_DESCRIPTION OF THE TASK:_ Which lines in the records below contain the word "else"? Copy each one out.

+++ DATA EXCERPTS +++

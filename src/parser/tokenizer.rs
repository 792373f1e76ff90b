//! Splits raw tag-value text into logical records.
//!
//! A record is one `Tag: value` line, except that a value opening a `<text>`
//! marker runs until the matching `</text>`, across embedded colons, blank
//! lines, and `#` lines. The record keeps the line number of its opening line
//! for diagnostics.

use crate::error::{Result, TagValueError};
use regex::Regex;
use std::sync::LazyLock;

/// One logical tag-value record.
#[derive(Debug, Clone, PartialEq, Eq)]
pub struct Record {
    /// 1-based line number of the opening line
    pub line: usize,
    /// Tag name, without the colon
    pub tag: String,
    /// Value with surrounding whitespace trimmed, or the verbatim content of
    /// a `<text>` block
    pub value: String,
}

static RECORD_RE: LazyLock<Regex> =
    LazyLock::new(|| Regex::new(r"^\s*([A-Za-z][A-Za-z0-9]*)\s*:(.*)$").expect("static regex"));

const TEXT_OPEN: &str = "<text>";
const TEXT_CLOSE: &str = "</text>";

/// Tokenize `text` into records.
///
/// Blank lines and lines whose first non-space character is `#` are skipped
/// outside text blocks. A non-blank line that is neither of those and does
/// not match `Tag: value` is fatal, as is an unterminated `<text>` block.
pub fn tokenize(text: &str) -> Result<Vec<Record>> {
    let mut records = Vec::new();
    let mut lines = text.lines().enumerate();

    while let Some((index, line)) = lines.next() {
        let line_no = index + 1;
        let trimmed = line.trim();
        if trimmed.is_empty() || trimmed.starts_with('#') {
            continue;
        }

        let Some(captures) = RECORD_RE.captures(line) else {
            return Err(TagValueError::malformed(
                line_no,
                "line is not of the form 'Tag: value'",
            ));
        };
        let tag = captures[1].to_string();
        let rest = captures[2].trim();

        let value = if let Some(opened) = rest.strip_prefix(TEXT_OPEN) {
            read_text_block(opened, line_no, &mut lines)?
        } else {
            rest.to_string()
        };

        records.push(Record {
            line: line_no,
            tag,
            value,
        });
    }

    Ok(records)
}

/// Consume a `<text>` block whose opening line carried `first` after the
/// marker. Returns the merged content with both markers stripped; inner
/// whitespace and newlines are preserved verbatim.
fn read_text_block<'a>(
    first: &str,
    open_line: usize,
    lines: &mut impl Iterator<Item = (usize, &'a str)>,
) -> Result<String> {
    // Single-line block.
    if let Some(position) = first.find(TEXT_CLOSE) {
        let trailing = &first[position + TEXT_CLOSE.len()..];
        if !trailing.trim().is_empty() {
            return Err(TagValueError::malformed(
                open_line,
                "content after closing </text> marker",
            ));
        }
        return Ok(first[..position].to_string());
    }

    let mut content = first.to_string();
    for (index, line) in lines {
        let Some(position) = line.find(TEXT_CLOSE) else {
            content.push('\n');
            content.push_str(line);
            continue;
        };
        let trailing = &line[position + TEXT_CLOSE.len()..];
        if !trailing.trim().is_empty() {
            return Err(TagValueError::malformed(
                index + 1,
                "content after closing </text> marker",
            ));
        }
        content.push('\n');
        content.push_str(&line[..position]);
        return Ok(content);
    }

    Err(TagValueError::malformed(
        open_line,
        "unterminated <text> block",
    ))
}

+++
+++ DATA EXCERPTS +++

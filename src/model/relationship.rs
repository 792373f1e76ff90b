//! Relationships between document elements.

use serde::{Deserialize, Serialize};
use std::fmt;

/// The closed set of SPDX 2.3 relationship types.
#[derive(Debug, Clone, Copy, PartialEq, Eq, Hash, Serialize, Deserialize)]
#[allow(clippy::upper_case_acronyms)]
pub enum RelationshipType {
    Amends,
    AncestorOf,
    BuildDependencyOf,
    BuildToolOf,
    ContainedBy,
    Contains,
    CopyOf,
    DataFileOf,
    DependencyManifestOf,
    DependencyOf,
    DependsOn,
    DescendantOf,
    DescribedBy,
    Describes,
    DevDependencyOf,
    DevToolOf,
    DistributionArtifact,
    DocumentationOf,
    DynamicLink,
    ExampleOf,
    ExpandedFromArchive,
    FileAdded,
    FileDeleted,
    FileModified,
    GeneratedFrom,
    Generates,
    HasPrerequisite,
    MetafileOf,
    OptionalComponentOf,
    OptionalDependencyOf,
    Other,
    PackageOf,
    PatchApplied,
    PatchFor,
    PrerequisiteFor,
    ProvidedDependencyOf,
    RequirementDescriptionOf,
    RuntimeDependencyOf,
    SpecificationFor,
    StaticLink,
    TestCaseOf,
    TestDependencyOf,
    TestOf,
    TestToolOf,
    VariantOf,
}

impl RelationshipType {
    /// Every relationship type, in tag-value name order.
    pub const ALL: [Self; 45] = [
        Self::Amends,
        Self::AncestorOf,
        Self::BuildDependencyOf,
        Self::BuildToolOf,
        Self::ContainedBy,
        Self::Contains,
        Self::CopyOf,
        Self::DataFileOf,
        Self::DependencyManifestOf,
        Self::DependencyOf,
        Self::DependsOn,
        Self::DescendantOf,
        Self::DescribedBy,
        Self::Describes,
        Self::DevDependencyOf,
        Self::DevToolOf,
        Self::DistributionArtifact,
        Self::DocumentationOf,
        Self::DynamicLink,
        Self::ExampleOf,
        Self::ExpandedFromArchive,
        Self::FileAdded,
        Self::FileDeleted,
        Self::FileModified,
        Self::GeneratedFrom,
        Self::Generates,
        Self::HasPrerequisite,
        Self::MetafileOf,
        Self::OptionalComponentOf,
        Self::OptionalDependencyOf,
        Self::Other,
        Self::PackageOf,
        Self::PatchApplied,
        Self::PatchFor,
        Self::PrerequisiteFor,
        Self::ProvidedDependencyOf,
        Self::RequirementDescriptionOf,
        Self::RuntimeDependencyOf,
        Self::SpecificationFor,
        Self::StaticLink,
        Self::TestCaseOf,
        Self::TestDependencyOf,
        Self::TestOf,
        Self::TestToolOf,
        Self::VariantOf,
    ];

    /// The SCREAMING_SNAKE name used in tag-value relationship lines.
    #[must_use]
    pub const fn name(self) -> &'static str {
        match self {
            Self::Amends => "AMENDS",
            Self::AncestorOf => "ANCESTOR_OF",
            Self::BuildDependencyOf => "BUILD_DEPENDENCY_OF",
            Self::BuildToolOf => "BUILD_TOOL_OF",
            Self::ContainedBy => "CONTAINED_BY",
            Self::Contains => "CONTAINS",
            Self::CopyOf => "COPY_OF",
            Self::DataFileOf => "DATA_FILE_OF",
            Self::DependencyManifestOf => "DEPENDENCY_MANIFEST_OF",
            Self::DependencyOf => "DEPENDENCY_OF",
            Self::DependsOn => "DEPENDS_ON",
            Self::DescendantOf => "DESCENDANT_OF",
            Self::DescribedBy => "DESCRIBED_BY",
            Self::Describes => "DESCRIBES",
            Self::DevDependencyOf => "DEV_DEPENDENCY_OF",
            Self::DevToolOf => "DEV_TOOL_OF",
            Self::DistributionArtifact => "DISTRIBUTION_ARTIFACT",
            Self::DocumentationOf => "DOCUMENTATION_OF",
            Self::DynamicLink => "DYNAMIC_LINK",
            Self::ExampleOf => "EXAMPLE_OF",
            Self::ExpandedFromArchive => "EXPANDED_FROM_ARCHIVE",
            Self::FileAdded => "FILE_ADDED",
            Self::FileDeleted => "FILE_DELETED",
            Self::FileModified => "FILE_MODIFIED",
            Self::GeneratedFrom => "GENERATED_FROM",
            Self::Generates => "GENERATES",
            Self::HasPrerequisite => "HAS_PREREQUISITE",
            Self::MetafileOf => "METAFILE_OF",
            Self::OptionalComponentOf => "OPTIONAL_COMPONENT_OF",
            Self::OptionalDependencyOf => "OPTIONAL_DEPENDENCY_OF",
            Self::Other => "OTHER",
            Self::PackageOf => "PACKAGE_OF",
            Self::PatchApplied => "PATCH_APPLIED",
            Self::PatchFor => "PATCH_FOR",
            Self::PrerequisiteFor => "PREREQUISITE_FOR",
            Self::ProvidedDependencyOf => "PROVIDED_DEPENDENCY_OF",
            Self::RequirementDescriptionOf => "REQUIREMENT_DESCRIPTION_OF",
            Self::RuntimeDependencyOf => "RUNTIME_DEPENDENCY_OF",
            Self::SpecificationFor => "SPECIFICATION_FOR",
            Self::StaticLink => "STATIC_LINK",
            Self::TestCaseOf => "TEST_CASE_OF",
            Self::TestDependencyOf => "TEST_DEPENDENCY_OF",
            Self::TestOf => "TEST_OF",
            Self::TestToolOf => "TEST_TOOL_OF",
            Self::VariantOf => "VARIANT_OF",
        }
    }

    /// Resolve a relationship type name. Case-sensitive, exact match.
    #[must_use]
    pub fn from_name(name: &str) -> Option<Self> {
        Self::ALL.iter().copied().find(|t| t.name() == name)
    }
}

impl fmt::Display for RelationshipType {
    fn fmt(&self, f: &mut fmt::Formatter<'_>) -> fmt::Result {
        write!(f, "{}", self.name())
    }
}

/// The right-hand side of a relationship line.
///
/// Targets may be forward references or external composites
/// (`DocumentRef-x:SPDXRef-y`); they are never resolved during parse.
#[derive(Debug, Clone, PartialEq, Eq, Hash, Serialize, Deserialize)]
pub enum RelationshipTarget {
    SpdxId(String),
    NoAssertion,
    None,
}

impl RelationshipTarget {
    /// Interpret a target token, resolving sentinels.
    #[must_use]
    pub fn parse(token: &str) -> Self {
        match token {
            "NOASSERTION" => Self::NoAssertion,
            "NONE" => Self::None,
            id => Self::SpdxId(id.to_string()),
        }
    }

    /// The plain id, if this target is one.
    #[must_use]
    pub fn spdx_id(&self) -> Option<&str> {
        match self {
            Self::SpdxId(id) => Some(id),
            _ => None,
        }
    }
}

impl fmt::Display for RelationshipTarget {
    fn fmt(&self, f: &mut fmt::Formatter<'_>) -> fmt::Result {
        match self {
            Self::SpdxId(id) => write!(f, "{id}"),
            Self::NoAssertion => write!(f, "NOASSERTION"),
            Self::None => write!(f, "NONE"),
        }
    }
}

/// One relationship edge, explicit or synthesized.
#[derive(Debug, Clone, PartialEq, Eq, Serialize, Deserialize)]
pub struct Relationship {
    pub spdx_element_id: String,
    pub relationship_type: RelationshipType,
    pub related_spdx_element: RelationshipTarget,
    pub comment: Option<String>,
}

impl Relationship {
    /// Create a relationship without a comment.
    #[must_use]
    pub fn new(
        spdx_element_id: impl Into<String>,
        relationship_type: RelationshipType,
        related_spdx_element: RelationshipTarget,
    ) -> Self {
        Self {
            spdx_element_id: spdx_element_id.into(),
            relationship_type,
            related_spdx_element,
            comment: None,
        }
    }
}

+++

_TASK ANSWER:_
        let Some(captures) = RECORD_RE.captures(line) else {
        } else {
        let Some(position) = line.find(TEXT_CLOSE) else {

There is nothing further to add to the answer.